## WHAT THE EXERCISE ASKS
In the listing that follows, the lines starting at the one containing "let mut ctx" and ending at the one containing "let caught = catch_with_trace(verbose, ||" are to be returned exactly, both boundary lines included, and no others.

## INPUT DATA
use functest::runner::{
    ExecutorOptions, Orchestrator, RunMode, Selection, TestExecutor, TestReporter, summarize,
};
use functest::{HarnessError, RunContext, TestRegistry, TestUnit, UnitError};
use std::io::Write;
use std::path::Path;
use std::sync::Arc;
use std::sync::atomic::{AtomicUsize, Ordering};
use tempfile::TempDir;

/// 记录运行次数的测试单元
struct Counted {
    runs: Arc<AtomicUsize>,
    fail_with: Option<&'static str>,
}

impl TestUnit for Counted {
    fn run(&mut self, ctx: &mut RunContext) -> Result<(), UnitError> {
        self.runs.fetch_add(1, Ordering::SeqCst);
        writeln!(ctx, "running")?;
        match self.fail_with {
            Some(msg) => Err(UnitError::failed(msg)),
            None => Ok(()),
        }
    }
}

struct Suite {
    registry: TestRegistry,
    runs: Vec<Arc<AtomicUsize>>,
}

/// A: 成功, B: 抛出 "boom", C: 成功
fn abc_suite() -> Suite {
    let mut builder = TestRegistry::builder();
    let mut runs = Vec::new();

    for (name, fail_with) in [("A", None), ("B", Some("boom")), ("C", None)] {
        let counter = Arc::new(AtomicUsize::new(0));
        runs.push(Arc::clone(&counter));
        builder = builder
            .register(name, move || Counted {
                runs: Arc::clone(&counter),
                fail_with,
            })
            .unwrap();
    }

    Suite {
        registry: builder.build(),
        runs,
    }
}

fn orchestrator<'a>(
    registry: &'a TestRegistry,
    log_dir: &Path,
    continue_on_failure: bool,
) -> Orchestrator<'a> {
    Orchestrator::new(
        registry,
        TestExecutor::new(ExecutorOptions::default()),
        TestReporter::new(false),
        log_dir,
        continue_on_failure,
    )
}

#[tokio::test]
async fn test_continue_on_failure_runs_everything() {
    let suite = abc_suite();
    let dir = TempDir::new().unwrap();
    let log_dir = dir.path().join("logs");

    let report = orchestrator(&suite.registry, &log_dir, true)
        .run(&Selection::All)
        .await
        .unwrap();

    assert_eq!(report.mode, RunMode::Multi);
    let outcomes: Vec<(&str, bool)> = report
        .results
        .iter()
        .map(|r| (r.name.as_str(), r.success))
        .collect();
    assert_eq!(outcomes, vec![("A", true), ("B", false), ("C", true)]);
    assert!(report.results[1].error.as_deref().unwrap().contains("boom"));
    assert!(report.not_run.is_empty());
    assert!(!report.all_passed());

    for name in ["A", "B", "C"] {
        assert!(log_dir.join(format!("{}.log", name)).exists());
    }
    for counter in &suite.runs {
        assert_eq!(counter.load(Ordering::SeqCst), 1);
    }

    let (_, all_passed) = summarize(&report.results, report.overall_duration, false);
    assert!(!all_passed);
}

#[tokio::test]
async fn test_stop_on_failure_leaves_rest_pending() {
    let suite = abc_suite();
    let dir = TempDir::new().unwrap();
    let log_dir = dir.path().join("logs");

    let report = orchestrator(&suite.registry, &log_dir, false)
        .run(&Selection::All)
        .await
        .unwrap();

    let outcomes: Vec<(&str, bool)> = report
        .results
        .iter()
        .map(|r| (r.name.as_str(), r.success))
        .collect();
    assert_eq!(outcomes, vec![("A", true), ("B", false)]);
    assert_eq!(report.not_run, vec!["C".to_string()]);
    assert!(!report.all_passed());

    assert!(log_dir.join("A.log").exists());
    assert!(log_dir.join("B.log").exists());
    assert!(!log_dir.join("C.log").exists());
    assert_eq!(suite.runs[2].load(Ordering::SeqCst), 0);
}

#[tokio::test]
async fn test_unknown_test_fails_before_execution() {
    let suite = abc_suite();
    let dir = TempDir::new().unwrap();
    let log_dir = dir.path().join("logs");

    let result = orchestrator(&suite.registry, &log_dir, true)
        .run(&Selection::Single("D".to_string()))
        .await;

    match result {
        Err(HarnessError::UnknownTest(name)) => assert_eq!(name, "D"),
        other => panic!("Expected UnknownTest, got {:?}", other.map(|r| r.results.len())),
    }
    assert!(!log_dir.exists());
    for counter in &suite.runs {
        assert_eq!(counter.load(Ordering::SeqCst), 0);
    }
}

#[tokio::test]
async fn test_single_mode_propagates_result() {
    let suite = abc_suite();
    let dir = TempDir::new().unwrap();
    let log_dir = dir.path().join("logs");
    let orchestrator = orchestrator(&suite.registry, &log_dir, true);

    let failed = orchestrator
        .run(&Selection::Single("B".to_string()))
        .await
        .unwrap();
    assert_eq!(failed.mode, RunMode::Single);
    assert_eq!(failed.results.len(), 1);
    assert!(!failed.all_passed());

    let passed = orchestrator
        .run(&Selection::Single("C".to_string()))
        .await
        .unwrap();
    assert!(passed.all_passed());

    // 只创建了被请求测试的日志
    assert!(!log_dir.join("A.log").exists());
    assert!(log_dir.join("B.log").exists());
    assert!(log_dir.join("C.log").exists());
}

#[tokio::test]
async fn test_all_with_one_entry_uses_single_mode() {
    let registry = TestRegistry::builder()
        .register("only", || Counted {
            runs: Arc::new(AtomicUsize::new(0)),
            fail_with: None,
        })
        .unwrap()
        .build();
    let dir = TempDir::new().unwrap();

    let report = orchestrator(&registry, dir.path(), true)
        .run(&Selection::All)
        .await
        .unwrap();

    assert_eq!(report.mode, RunMode::Single);
    assert!(report.all_passed());
}

#[tokio::test]
async fn test_empty_registry_passes_vacuously() {
    let registry = TestRegistry::builder().build();
    let dir = TempDir::new().unwrap();

    let report = orchestrator(&registry, dir.path(), true)
        .run(&Selection::All)
        .await
        .unwrap();

    assert_eq!(report.mode, RunMode::Multi);
    assert!(report.results.is_empty());
    assert!(report.all_passed());
}

#[tokio::test]
async fn test_rerun_is_stable() {
    let suite = abc_suite();
    let dir = TempDir::new().unwrap();
    let orchestrator = orchestrator(&suite.registry, dir.path(), true);

    let first = orchestrator.run(&Selection::All).await.unwrap();
    let second = orchestrator.run(&Selection::All).await.unwrap();

    let flags = |report: &functest::runner::RunReport| -> Vec<bool> {
        report.results.iter().map(|r| r.success).collect()
    };
    assert_eq!(flags(&first), flags(&second));
    assert!(report_overall_covers_tests(&first));
}

fn report_overall_covers_tests(report: &functest::runner::RunReport) -> bool {
    let sum: std::time::Duration = report.results.iter().map(|r| r.duration).sum();
    report.overall_duration >= sum
}
use std::path::PathBuf;
use std::time::{Duration, Instant};

use anyhow::Context;
use clap::Parser;
use comfy_table::presets::UTF8_FULL;
use comfy_table::{Cell, Table};
use functest::config::{self, ConfigLoader, HarnessConfig};
use functest::registry::TestRegistry;
use functest::runner::{
    ExecutorOptions, Orchestrator, RunMode, Selection, TestExecutor, TestReporter,
};
use functest::utils::format_duration;

pub type Result<T> = std::result::Result<T, anyhow::Error>;

#[derive(Parser, Debug)]
#[command(name = "functest", author, version, about = "Run functional tests with per-test logs", long_about = None)]
pub struct Cli {
    /// Test to run, or "all"
    #[arg(short, long, default_value = "all")]
    pub test: String,

    /// Log file write buffer size in bytes
    #[arg(short = 'b', long)]
    pub log_buffer: Option<usize>,

    /// Show error detail, captured output and log paths on failure
    #[arg(short, long)]
    pub verbose: bool,

    /// Stop running tests after the first failure
    #[arg(long)]
    pub stop_on_failure: bool,

    /// List available tests and exit
    #[arg(long)]
    pub list_tests: bool,

    /// Path to functest.toml (searched for when omitted)
    #[arg(short, long)]
    pub config: Option<PathBuf>,

    /// Directory for per-test log files
    #[arg(long)]
    pub log_dir: Option<PathBuf>,

    /// Per-test timeout in seconds (at least 1)
    #[arg(long, value_parser = clap::value_parser!(u64).range(1..))]
    pub timeout: Option<u64>,
}

impl Cli {
    /// 命令行参数覆盖配置文件
    fn executor_options(&self, config: &HarnessConfig) -> ExecutorOptions {
        ExecutorOptions {
            verbose: self.verbose,
            log_buffer: self.log_buffer.unwrap_or(config.log_buffer),
            timeout: self.timeout.map(Duration::from_secs).or_else(|| config.timeout()),
        }
    }

    fn continue_on_failure(&self, config: &HarnessConfig) -> bool {
        !self.stop_on_failure && config.continue_on_failure
    }
}

fn load_config(cli: &Cli) -> Result<HarnessConfig> {
    let config = match &cli.config {
        Some(path) => Some(ConfigLoader::load_from_path(path)?),
        None => ConfigLoader::find_and_load()?,
    };

    config.context("no functest.toml found; pass one with --config")
}

fn list_tests(config: &HarnessConfig, registry: &TestRegistry) {
    let mut specs: Vec<_> = config.tests.iter().collect();
    specs.sort_by(|a, b| a.name.cmp(&b.name));

    let mut table = Table::new();
    table.load_preset(UTF8_FULL).set_header(vec!["Test", "Command"]);
    for spec in specs {
        table.add_row(vec![Cell::new(&spec.name), Cell::new(spec.command_line())]);
    }

    println!("Available tests:");
    println!("{}", table);
    println!("\nTotal: {} tests", registry.len());
}

/// 运行 CLI，返回是否全部通过
pub async fn run(cli: Cli) -> Result<bool> {
    let config = load_config(&cli)?;
    let registry = config.build_registry()?;

    if cli.list_tests {
        list_tests(&config, &registry);
        return Ok(true);
    }

    let selection: Selection = cli.test.parse()?;
    // 未知测试在任何执行之前失败
    if let Selection::Single(name) = &selection {
        registry.resolve(name)?;
    }

    let log_dir = config::log_dir_from_env(cli.log_dir.as_deref(), &config)?;
    std::fs::create_dir_all(&log_dir)
        .with_context(|| format!("cannot create log directory {}", log_dir.display()))?;
    println!("Using log directory: {}", log_dir.display());

    let start = Instant::now();
    let orchestrator = Orchestrator::new(
        &registry,
        TestExecutor::new(cli.executor_options(&config)),
        TestReporter::new(cli.verbose),
        log_dir,
        cli.continue_on_failure(&config),
    );

    let report = orchestrator.run(&selection).await?;
    let all_passed = match report.mode {
        RunMode::Single => report.all_passed(),
        RunMode::Multi => TestReporter::new(cli.verbose).print_summary(&report),
    };

    if all_passed {
        println!("Total runtime: {}", format_duration(start.elapsed()));
    }

    Ok(all_passed)
}
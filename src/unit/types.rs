use crate::runner::capture::CaptureHandle;
use std::io::{self, Write};
use std::sync::Arc;
use std::sync::atomic::{AtomicBool, Ordering};
use thiserror::Error;

/// 测试单元失败的方式
///
/// `Exit(0)` 视为成功，与正常返回等价。
#[derive(Error, Debug)]
pub enum UnitError {
    #[error("exit code {0}")]
    Exit(i32),

    #[error("{0}")]
    Failed(String),

    #[error("IO error: {0}")]
    Io(#[from] io::Error),

    #[error(transparent)]
    Other(#[from] anyhow::Error),
}

impl UnitError {
    pub fn failed(msg: impl Into<String>) -> Self {
        UnitError::Failed(msg.into())
    }
}

/// 一个可执行的测试单元
///
/// `run` 的所有输出都必须写入 `ctx`，不得写入进程级 stdout/stderr。
pub trait TestUnit: Send {
    fn run(&mut self, ctx: &mut RunContext) -> Result<(), UnitError>;
}

impl<F> TestUnit for F
where
    F: FnMut(&mut RunContext) -> Result<(), UnitError> + Send,
{
    fn run(&mut self, ctx: &mut RunContext) -> Result<(), UnitError> {
        self(ctx)
    }
}

/// 单次运行的上下文：输出通道 + 取消标志
pub struct RunContext {
    name: String,
    output: CaptureHandle,
    cancelled: Arc<AtomicBool>,
}

impl RunContext {
    pub(crate) fn new(name: String, output: CaptureHandle, cancelled: Arc<AtomicBool>) -> Self {
        Self {
            name,
            output,
            cancelled,
        }
    }

    /// 当前测试名称
    pub fn name(&self) -> &str {
        &self.name
    }

    /// 执行器是否已放弃本次运行（例如超时）
    pub fn is_cancelled(&self) -> bool {
        self.cancelled.load(Ordering::SeqCst)
    }
}

impl Write for RunContext {
    fn write(&mut self, buf: &[u8]) -> io::Result<usize> {
        self.output.write(buf)
    }

    fn flush(&mut self) -> io::Result<()> {
        self.output.flush()
    }
}
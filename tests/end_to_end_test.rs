#![cfg(unix)]

use functest::config::{self, ConfigLoader};
use functest::runner::{Orchestrator, RunMode, Selection, TestExecutor, TestReporter, summarize};
use std::fs;
use tempfile::TempDir;

/// 从配置文件构建注册表并运行整个套件
#[tokio::test]
async fn test_config_driven_suite() {
    colored::control::set_override(false);

    let temp_dir = TempDir::new().unwrap();
    let config_path = temp_dir.path().join("functest.toml");
    fs::create_dir(temp_dir.path().join("scripts")).unwrap();
    fs::write(temp_dir.path().join("scripts").join("data.txt"), "fixture\n").unwrap();

    fs::write(
        &config_path,
        r#"
log_dir = "logs"
log_buffer = 256
continue_on_failure = true

[[tests]]
name = "getblockcount"
command = "sh"
args = ["-c", "cat data.txt"]
cwd = "scripts"

[[tests]]
name = "getblock"
command = "sh"
args = ["-c", "echo 'block not found' >&2; exit 2"]

[[tests]]
name = "uptime"
command = "sh"
args = ["-c", "echo up"]
"#,
    )
    .unwrap();

    let config = ConfigLoader::load_from_path(&config_path).unwrap();
    let registry = config.build_registry().unwrap();
    let log_dir = config::resolve_log_dir(None, &config, None).unwrap();
    assert_eq!(log_dir, temp_dir.path().join("logs"));

    let orchestrator = Orchestrator::new(
        &registry,
        TestExecutor::default(),
        TestReporter::new(true),
        &log_dir,
        config.continue_on_failure,
    );
    let report = orchestrator.run(&Selection::All).await.unwrap();

    assert_eq!(report.mode, RunMode::Multi);
    assert_eq!(report.results.len(), 3);
    assert!(report.results[0].success, "{:?}", report.results[0].error);
    assert!(report.results[0].output.contains("fixture"));
    assert!(!report.results[1].success);
    assert_eq!(
        report.results[1].error.as_deref(),
        Some("Test exited with code: 2")
    );
    assert!(report.results[2].success);

    let failed_log = fs::read_to_string(log_dir.join("getblock.log")).unwrap();
    assert!(failed_log.starts_with("Starting getblock test at "));
    assert!(failed_log.contains("block not found"));
    assert!(failed_log.contains("Test completed: FAILED"));

    let (text, all_passed) = summarize(&report.results, report.overall_duration, true);
    assert!(!all_passed);
    assert!(text.contains("Total tests: 3"));
    assert!(text.contains("Passed: 2"));
    assert!(text.contains("Failed: 1"));
    assert!(text.contains(&log_dir.join("getblock.log").display().to_string()));
}

#[tokio::test]
async fn test_config_without_log_dir_needs_environment() {
    let temp_dir = TempDir::new().unwrap();
    let config_path = temp_dir.path().join("functest.toml");
    fs::write(
        &config_path,
        r#"
[[tests]]
name = "ping"
command = "true"
"#,
    )
    .unwrap();

    let config = ConfigLoader::load_from_path(&config_path).unwrap();
    assert!(config::resolve_log_dir(None, &config, None).is_err());

    let from_env = config::resolve_log_dir(None, &config, Some(temp_dir.path().into())).unwrap();
    assert_eq!(from_env, temp_dir.path().join("logs"));
}
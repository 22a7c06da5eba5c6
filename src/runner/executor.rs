use crate::registry::UnitFactory;
use crate::runner::capture::{CaptureHandle, CaptureSink};
use crate::runner::types::{RunOutcome, TestResult};
use crate::unit::{RunContext, UnitError};
use crate::utils::LogFormatter;
use chrono::Local;
use std::any::Any;
use std::backtrace::Backtrace;
use std::cell::{Cell, RefCell};
use std::fs::{self, OpenOptions};
use std::io::{self, Write};
use std::panic::{self, AssertUnwindSafe};
use std::path::Path;
use std::sync::atomic::{AtomicBool, Ordering};
use std::sync::{Arc, Once};
use std::time::{Duration, Instant};
use tokio::task::JoinError;
use tracing::{debug, error, warn};

/// How the unit's blocking thread ended.
enum Finished {
    Returned(Result<(), UnitError>),
    Panicked {
        message: String,
        trace: Option<String>,
    },
}

/// 执行器选项
#[derive(Debug, Clone)]
pub struct ExecutorOptions {
    /// 失败时把诊断信息写入日志
    pub verbose: bool,

    /// 日志文件写缓冲大小（字节）
    pub log_buffer: usize,

    /// 单个测试的超时时间；None 表示不限时
    pub timeout: Option<Duration>,
}

impl Default for ExecutorOptions {
    fn default() -> Self {
        Self {
            verbose: false,
            log_buffer: 1024,
            timeout: None,
        }
    }
}

/// Runs one test unit in isolation and turns however it ended into a
/// [`TestResult`].
///
/// No fault escapes `execute`: unit errors, panics, timeouts and log I/O
/// failures all come back as a failed result.
pub struct TestExecutor {
    options: ExecutorOptions,
}

impl TestExecutor {
    pub fn new(options: ExecutorOptions) -> Self {
        Self { options }
    }

    pub fn options(&self) -> &ExecutorOptions {
        &self.options
    }

    /// 执行单个测试
    pub async fn execute(&self, name: &str, factory: &UnitFactory, log_path: &Path) -> TestResult {
        debug!("Executing {} -> {}", name, log_path.display());

        if let Err(e) = fs::write(log_path, LogFormatter::header(name, Local::now())) {
            error!("Cannot initialize log for {}: {}", name, e);
            return TestResult::failed(
                name.to_string(),
                format!("Failed to initialize log file {}: {}", log_path.display(), e),
                Duration::ZERO,
                log_path.to_path_buf(),
            );
        }

        // 开始计时
        let start = Instant::now();

        let (outcome, trace, output) = match CaptureSink::open(log_path, self.options.log_buffer) {
            Ok(sink) => {
                self.run_captured(name, factory, CaptureHandle::new(sink), log_path)
                    .await
            }
            Err(e) => (
                RunOutcome::FailedWithFault(format!(
                    "Failed to open log file {}: {}",
                    log_path.display(),
                    e
                )),
                None,
                String::new(),
            ),
        };

        let duration = start.elapsed();

        match self.finalize_log(log_path, &outcome, trace.as_deref(), duration) {
            Ok(()) => TestResult::from_outcome(
                name.to_string(),
                &outcome,
                duration,
                log_path.to_path_buf(),
                output,
            ),
            Err(e) => {
                error!("Cannot finalize log for {}: {}", name, e);
                TestResult {
                    output,
                    ..TestResult::failed(
                        name.to_string(),
                        format!("Failed to write log file {}: {}", log_path.display(), e),
                        duration,
                        log_path.to_path_buf(),
                    )
                }
            }
        }
    }

    /// Construct and run the unit on a blocking thread with output bound to
    /// `handle`. The sink is closed before this returns, on every path.
    ///
    /// A log write error recorded by the sink fails the run even if the unit
    /// ignored it.
    async fn run_captured(
        &self,
        name: &str,
        factory: &UnitFactory,
        handle: CaptureHandle,
        log_path: &Path,
    ) -> (RunOutcome, Option<String>, String) {
        let cancelled = Arc::new(AtomicBool::new(false));
        let factory = Arc::clone(factory);
        let mut ctx = RunContext::new(name.to_string(), handle.clone(), Arc::clone(&cancelled));
        let verbose = self.options.verbose;

        let task = tokio::task::spawn_blocking(move || {
            let caught = catch_with_trace(verbose, || {
                let mut unit = factory();
                unit.run(&mut ctx)
            });
            // 写入失败已记录在 sink 中
            let _ = ctx.flush();

            match caught {
                Ok(result) => Finished::Returned(result),
                Err((payload, trace)) => Finished::Panicked {
                    message: panic_message(payload.as_ref()),
                    trace,
                },
            }
        });

        let joined = match self.options.timeout {
            Some(limit) => match tokio::time::timeout(limit, task).await {
                Ok(joined) => Some(joined),
                Err(_) => None,
            },
            None => Some(task.await),
        };

        let (outcome, trace) = match joined {
            Some(Ok(Finished::Returned(Ok(())))) => (RunOutcome::Success, None),
            Some(Ok(Finished::Returned(Err(e)))) => self.normalize_unit_error(name, e),
            Some(Ok(Finished::Panicked { message, trace })) => (
                RunOutcome::FailedWithFault(format!(
                    "Error running test {}: panicked: {}",
                    name, message
                )),
                trace,
            ),
            Some(Err(e)) => (normalize_join_error(name, e), None),
            None => {
                let limit = self.options.timeout.unwrap_or_default();
                warn!("{} exceeded its timeout of {:?}", name, limit);
                // The blocking thread cannot be aborted: flag it and cut off its output.
                cancelled.store(true, Ordering::SeqCst);
                (RunOutcome::TimedOut(limit), None)
            }
        };

        if let Err(e) = handle.close() {
            warn!("Failed to close capture sink for {}: {}", name, e);
        }

        let outcome = match (outcome, handle.failure()) {
            (RunOutcome::Success, Some(err)) => {
                error!("Log write failed for {}: {}", name, err);
                RunOutcome::FailedWithFault(format!(
                    "Failed to write log file {}: {}",
                    log_path.display(),
                    err
                ))
            }
            (outcome, _) => outcome,
        };

        (outcome, trace, handle.captured())
    }

    fn normalize_unit_error(&self, name: &str, err: UnitError) -> (RunOutcome, Option<String>) {
        match err {
            UnitError::Exit(0) => (RunOutcome::Success, None),
            UnitError::Exit(code) => (RunOutcome::FailedWithExitCode(code), None),
            other => {
                let trace = self.options.verbose.then(|| format!("{:?}", other));
                (
                    RunOutcome::FailedWithFault(format!("Error running test {}: {}", name, other)),
                    trace,
                )
            }
        }
    }

    /// Append the failure block and the trailer directly to the log file.
    fn finalize_log(
        &self,
        log_path: &Path,
        outcome: &RunOutcome,
        trace: Option<&str>,
        duration: Duration,
    ) -> io::Result<()> {
        let mut file = OpenOptions::new().append(true).open(log_path)?;

        if let Some(message) = outcome.message() {
            file.write_all(LogFormatter::failure(&message, trace).as_bytes())?;
        }

        file.write_all(LogFormatter::trailer(outcome.is_success(), duration).as_bytes())?;
        file.flush()
    }
}

impl Default for TestExecutor {
    fn default() -> Self {
        Self::new(ExecutorOptions::default())
    }
}

thread_local! {
    static TRACE_PANICS: Cell<bool> = const { Cell::new(false) };
    static PANIC_TRACE: RefCell<Option<String>> = const { RefCell::new(None) };
}

static TRACE_HOOK: Once = Once::new();

/// Chain a panic hook that records a backtrace on threads that opted in.
fn install_trace_hook() {
    TRACE_HOOK.call_once(|| {
        let previous = panic::take_hook();
        panic::set_hook(Box::new(move |info| {
            if TRACE_PANICS.with(Cell::get) {
                let trace = format!("{}\n\nstack backtrace:\n{}", info, Backtrace::force_capture());
                PANIC_TRACE.with(|slot| *slot.borrow_mut() = Some(trace));
            }
            previous(info);
        }));
    });
}

/// Run `f`, catching a panic. With `verbose` the panic's location and
/// backtrace come back alongside the payload.
fn catch_with_trace<T>(
    verbose: bool,
    f: impl FnOnce() -> T,
) -> Result<T, (Box<dyn Any + Send>, Option<String>)> {
    if verbose {
        install_trace_hook();
    }

    // blocking 线程会被复用，每次都重置
    TRACE_PANICS.with(|flag| flag.set(verbose));
    PANIC_TRACE.with(|slot| slot.borrow_mut().take());

    let caught = panic::catch_unwind(AssertUnwindSafe(f));
    TRACE_PANICS.with(|flag| flag.set(false));

    caught.map_err(|payload| (payload, PANIC_TRACE.with(|slot| slot.borrow_mut().take())))
}

fn normalize_join_error(name: &str, err: JoinError) -> RunOutcome {
    if err.is_panic() {
        let payload = err.into_panic();
        RunOutcome::FailedWithFault(format!(
            "Error running test {}: panicked: {}",
            name,
            panic_message(payload.as_ref())
        ))
    } else {
        RunOutcome::FailedWithFault(format!("Error running test {}: task aborted", name))
    }
}

fn panic_message(payload: &(dyn Any + Send)) -> String {
    if let Some(msg) = payload.downcast_ref::<&str>() {
        msg.to_string()
    } else if let Some(msg) = payload.downcast_ref::<String>() {
        msg.clone()
    } else {
        "unknown panic payload".to_string()
    }
}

## RESULT OF THE EXERCISE
        let mut ctx = RunContext::new(name.to_string(), handle.clone(), Arc::clone(&cancelled));
        let verbose = self.options.verbose;

        let task = tokio::task::spawn_blocking(move || {
            let caught = catch_with_trace(verbose, || {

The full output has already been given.